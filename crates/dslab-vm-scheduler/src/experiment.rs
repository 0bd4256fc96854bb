//! Comparison of placement strategies on the same cluster and workload.

use std::fs::File;
use std::path::{Path, PathBuf};
use std::sync::{Arc, Mutex};

use indexmap::IndexMap;
use log::info;
use thiserror::Error;
use threadpool::ThreadPool;

use crate::core::config::SimulationConfig;
use crate::simulation::{ClusterSimulation, SimulationError, SimulationReport};

/// Placement strategies compared by default.
pub const ALL_STRATEGIES: [&str; 3] = ["BestFit", "RoundRobin", "EnergyPriority"];

#[derive(Debug, Error)]
pub enum ExperimentError {
    #[error("run with strategy {strategy} failed: {source}")]
    Run {
        strategy: String,
        #[source]
        source: SimulationError,
    },
    #[error("run with strategy {0} did not finish")]
    Missing(String),
    #[error("can't write results to {path}: {source}")]
    Io {
        path: PathBuf,
        #[source]
        source: std::io::Error,
    },
    #[error("can't serialize results: {0}")]
    Json(#[from] serde_json::Error),
}

/// Runs the same simulation config once per placement strategy.
pub struct Experiment {
    config: SimulationConfig,
    strategies: Vec<String>,
}

impl Experiment {
    pub fn new(config: SimulationConfig, strategies: Vec<String>) -> Self {
        Self { config, strategies }
    }

    /// Creates experiment comparing all built-in strategies.
    pub fn with_all_strategies(config: SimulationConfig) -> Self {
        Self::new(config, ALL_STRATEGIES.iter().map(|s| s.to_string()).collect())
    }

    /// Runs the experiment using the specified number of threads.
    ///
    /// Results are keyed by strategy in the order the strategies were given.
    pub fn run(&self, num_threads: usize) -> Result<IndexMap<String, SimulationReport>, ExperimentError> {
        let results = Arc::new(Mutex::new(Vec::new()));
        let pool = ThreadPool::new(num_threads.max(1));

        for (run_id, strategy) in self.strategies.iter().enumerate() {
            let mut config = self.config.clone();
            config.scheduler.placement = strategy.clone();
            let results = results.clone();

            pool.execute(move || {
                info!("RUN {}: {}", run_id, config.scheduler.placement);
                let result = ClusterSimulation::new(config).map(|mut sim| sim.run());
                match results.lock() {
                    Ok(mut guard) => guard.push((run_id, result)),
                    Err(poisoned) => poisoned.into_inner().push((run_id, result)),
                }
            });
        }
        pool.join();

        let mut finished = match results.lock() {
            Ok(mut guard) => std::mem::take(&mut *guard),
            Err(poisoned) => std::mem::take(&mut *poisoned.into_inner()),
        };
        finished.sort_by_key(|(run_id, _)| *run_id);

        let mut reports = IndexMap::new();
        let mut finished = finished.into_iter().peekable();
        for (run_id, strategy) in self.strategies.iter().enumerate() {
            match finished.next_if(|(id, _)| *id == run_id) {
                Some((_, Ok(report))) => {
                    reports.insert(strategy.clone(), report);
                }
                Some((_, Err(source))) => {
                    return Err(ExperimentError::Run {
                        strategy: strategy.clone(),
                        source,
                    })
                }
                None => return Err(ExperimentError::Missing(strategy.clone())),
            }
        }
        Ok(reports)
    }
}

/// Writes reports to the file as pretty JSON.
pub fn save_reports<P: AsRef<Path>>(
    path: P,
    reports: &IndexMap<String, SimulationReport>,
) -> Result<(), ExperimentError> {
    let path = path.as_ref();
    let mut file = File::create(path).map_err(|source| ExperimentError::Io {
        path: path.to_path_buf(),
        source,
    })?;
    serde_json::to_writer_pretty(&mut file, reports)?;
    Ok(())
}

● WORK ITEM
Report every line containing the word "Missing" from the listing above.

● TASK ANSWER
    Missing(String),
                None => return Err(ExperimentError::Missing(strategy.clone())),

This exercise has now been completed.